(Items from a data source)

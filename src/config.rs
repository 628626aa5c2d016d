use anyhow::{Context, Result};
use directories::ProjectDirs;
use log::debug;
use serde::{Deserialize, Serialize};
use std::fs;
use std::path::{Path, PathBuf};

pub const LOCAL_CONFIG_FILE: &str = ".titlecase.toml";

#[derive(Debug, Clone, PartialEq, Serialize, Deserialize)]
pub struct Config {
    #[serde(default)]
    pub extra_exceptions: Vec<String>,

    #[serde(default)]
    pub ignore_patterns: Vec<String>,

    #[serde(default = "default_min_heading_level")]
    pub min_heading_level: u8,

    #[serde(default = "default_max_heading_level")]
    pub max_heading_level: u8,
}

/// One config file. Only the keys it sets override earlier layers.
#[derive(Debug, Clone, Default, PartialEq, Deserialize)]
pub struct ConfigLayer {
    pub extra_exceptions: Option<Vec<String>>,
    pub ignore_patterns: Option<Vec<String>>,
    pub min_heading_level: Option<u8>,
    pub max_heading_level: Option<u8>,
}

impl ConfigLayer {
    pub fn from_file(path: &Path) -> Result<Self> {
        let contents = fs::read_to_string(path)
            .with_context(|| format!("Failed to read config file: {}", path.display()))?;
        toml::from_str(&contents)
            .with_context(|| format!("Failed to parse config file: {}", path.display()))
    }
}

fn default_min_heading_level() -> u8 {
    1
}

fn default_max_heading_level() -> u8 {
    6
}

impl Default for Config {
    fn default() -> Self {
        Self {
            extra_exceptions: Vec::new(),
            ignore_patterns: vec![
                r"https?://\S+".to_string(), // URLs
                r"^\s*[-*+]\s".to_string(),  // list items in plain text
            ],
            min_heading_level: default_min_heading_level(),
            max_heading_level: default_max_heading_level(),
        }
    }
}

impl Config {
    /// Load configuration with priority: CLI args > local config > global config > defaults
    pub fn load(cli_exceptions: Vec<String>, cli_patterns: Vec<String>) -> Result<Self> {
        let mut config = Self::default();

        if let Some(global_path) = Self::global_config_path() {
            if global_path.exists() {
                debug!("Loading global config from {}", global_path.display());
                config = config.merge(ConfigLayer::from_file(&global_path)?);
            }
        }

        let local_path = PathBuf::from(LOCAL_CONFIG_FILE);
        if local_path.exists() {
            debug!("Loading local config from {}", local_path.display());
            config = config.merge(ConfigLayer::from_file(&local_path)?);
        }

        config.extra_exceptions.extend(cli_exceptions);
        config.ignore_patterns.extend(cli_patterns);

        config.validate()?;
        Ok(config)
    }

    /// Defaults overlaid with a single config file.
    pub fn from_file(path: &Path) -> Result<Self> {
        Ok(Self::default().merge(ConfigLayer::from_file(path)?))
    }

    fn merge(mut self, layer: ConfigLayer) -> Self {
        // Exceptions accumulate across layers, everything else is overridden
        if let Some(exceptions) = layer.extra_exceptions {
            self.extra_exceptions.extend(exceptions);
        }
        if let Some(patterns) = layer.ignore_patterns {
            self.ignore_patterns = patterns;
        }
        if let Some(level) = layer.min_heading_level {
            self.min_heading_level = level;
        }
        if let Some(level) = layer.max_heading_level {
            self.max_heading_level = level;
        }
        self
    }

    fn validate(&self) -> Result<()> {
        let levels = 1..=6;
        if !levels.contains(&self.min_heading_level)
            || !levels.contains(&self.max_heading_level)
            || self.min_heading_level > self.max_heading_level
        {
            anyhow::bail!(
                "Invalid heading levels {}..={}: must be within 1..=6 and ordered",
                self.min_heading_level,
                self.max_heading_level
            );
        }
        Ok(())
    }

    pub fn global_config_path() -> Option<PathBuf> {
        ProjectDirs::from("", "", "titlecase").map(|dirs| dirs.config_dir().join("config.toml"))
    }
}

#[cfg(test)]
mod tests {
    use super::*;
    use std::io::Write;

    #[test]
    fn test_default_config() {
        let config = Config::default();
        assert!(config.extra_exceptions.is_empty());
        assert_eq!(config.min_heading_level, 1);
        assert_eq!(config.max_heading_level, 6);
        assert!(config.validate().is_ok());
    }

    #[test]
    fn test_merge_configs() {
        let base = Config {
            extra_exceptions: vec!["per".to_string()],
            ..Default::default()
        };
        let layer = ConfigLayer {
            extra_exceptions: Some(vec!["versus".to_string()]),
            ignore_patterns: Some(vec!["^TODO".to_string()]),
            max_heading_level: Some(3),
            ..Default::default()
        };

        let merged = base.merge(layer);
        assert_eq!(merged.extra_exceptions, vec!["per", "versus"]);
        assert_eq!(merged.ignore_patterns, vec!["^TODO"]);
        assert_eq!(merged.min_heading_level, 1);
        assert_eq!(merged.max_heading_level, 3);
    }

    #[test]
    fn test_later_layer_can_restore_default_values() {
        let global = ConfigLayer {
            max_heading_level: Some(3),
            ..Default::default()
        };
        let local = ConfigLayer {
            max_heading_level: Some(6),
            ignore_patterns: Some(Vec::new()),
            ..Default::default()
        };

        let merged = Config::default().merge(global).merge(local);
        assert_eq!(merged.max_heading_level, 6);
        assert!(merged.ignore_patterns.is_empty());
    }

    #[test]
    fn test_from_file_fills_defaults() {
        let mut file = tempfile::NamedTempFile::new().unwrap();
        writeln!(file, "extra_exceptions = [\"per\", \"amid\"]").unwrap();

        let config = Config::from_file(file.path()).unwrap();
        assert_eq!(config.extra_exceptions, vec!["per", "amid"]);
        assert_eq!(config.ignore_patterns, Config::default().ignore_patterns);
        assert_eq!(config.max_heading_level, 6);
    }

    #[test]
    fn test_from_file_reports_bad_toml() {
        let mut file = tempfile::NamedTempFile::new().unwrap();
        writeln!(file, "extra_exceptions = per").unwrap();

        let err = Config::from_file(file.path()).unwrap_err();
        assert!(err.to_string().contains("Failed to parse config file"));
    }

    #[test]
    fn test_validate_heading_levels() {
        let config = Config {
            min_heading_level: 4,
            max_heading_level: 2,
            ..Default::default()
        };
        assert!(config.validate().is_err());

        let config = Config {
            max_heading_level: 7,
            ..Default::default()
        };
        assert!(config.validate().is_err());
    }
}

WHAT IS BEING ASKED: All that is wanted is an exact copy of the lines above from the one with "config = config.merge(ConfigLayer::from_file(&local_path)?);" through the one with "let layer = ConfigLayer", with both ends included.

RESPONSE AREA:
            config = config.merge(ConfigLayer::from_file(&local_path)?);
        }

        config.extra_exceptions.extend(cli_exceptions);
        config.ignore_patterns.extend(cli_patterns);

        config.validate()?;
        Ok(config)
    }

    /// Defaults overlaid with a single config file.
    pub fn from_file(path: &Path) -> Result<Self> {
        Ok(Self::default().merge(ConfigLayer::from_file(path)?))
    }

    fn merge(mut self, layer: ConfigLayer) -> Self {
        // Exceptions accumulate across layers, everything else is overridden
        if let Some(exceptions) = layer.extra_exceptions {
            self.extra_exceptions.extend(exceptions);
        }
        if let Some(patterns) = layer.ignore_patterns {
            self.ignore_patterns = patterns;
        }
        if let Some(level) = layer.min_heading_level {
            self.min_heading_level = level;
        }
        if let Some(level) = layer.max_heading_level {
            self.max_heading_level = level;
        }
        self
    }

    fn validate(&self) -> Result<()> {
        let levels = 1..=6;
        if !levels.contains(&self.min_heading_level)
            || !levels.contains(&self.max_heading_level)
            || self.min_heading_level > self.max_heading_level
        {
            anyhow::bail!(
                "Invalid heading levels {}..={}: must be within 1..=6 and ordered",
                self.min_heading_level,
                self.max_heading_level
            );
        }
        Ok(())
    }

    pub fn global_config_path() -> Option<PathBuf> {
        ProjectDirs::from("", "", "titlecase").map(|dirs| dirs.config_dir().join("config.toml"))
    }
}

#[cfg(test)]
mod tests {
    use super::*;
    use std::io::Write;

    #[test]
    fn test_default_config() {
        let config = Config::default();
        assert!(config.extra_exceptions.is_empty());
        assert_eq!(config.min_heading_level, 1);
        assert_eq!(config.max_heading_level, 6);
        assert!(config.validate().is_ok());
    }

    #[test]
    fn test_merge_configs() {
        let base = Config {
            extra_exceptions: vec!["per".to_string()],
            ..Default::default()
        };
        let layer = ConfigLayer {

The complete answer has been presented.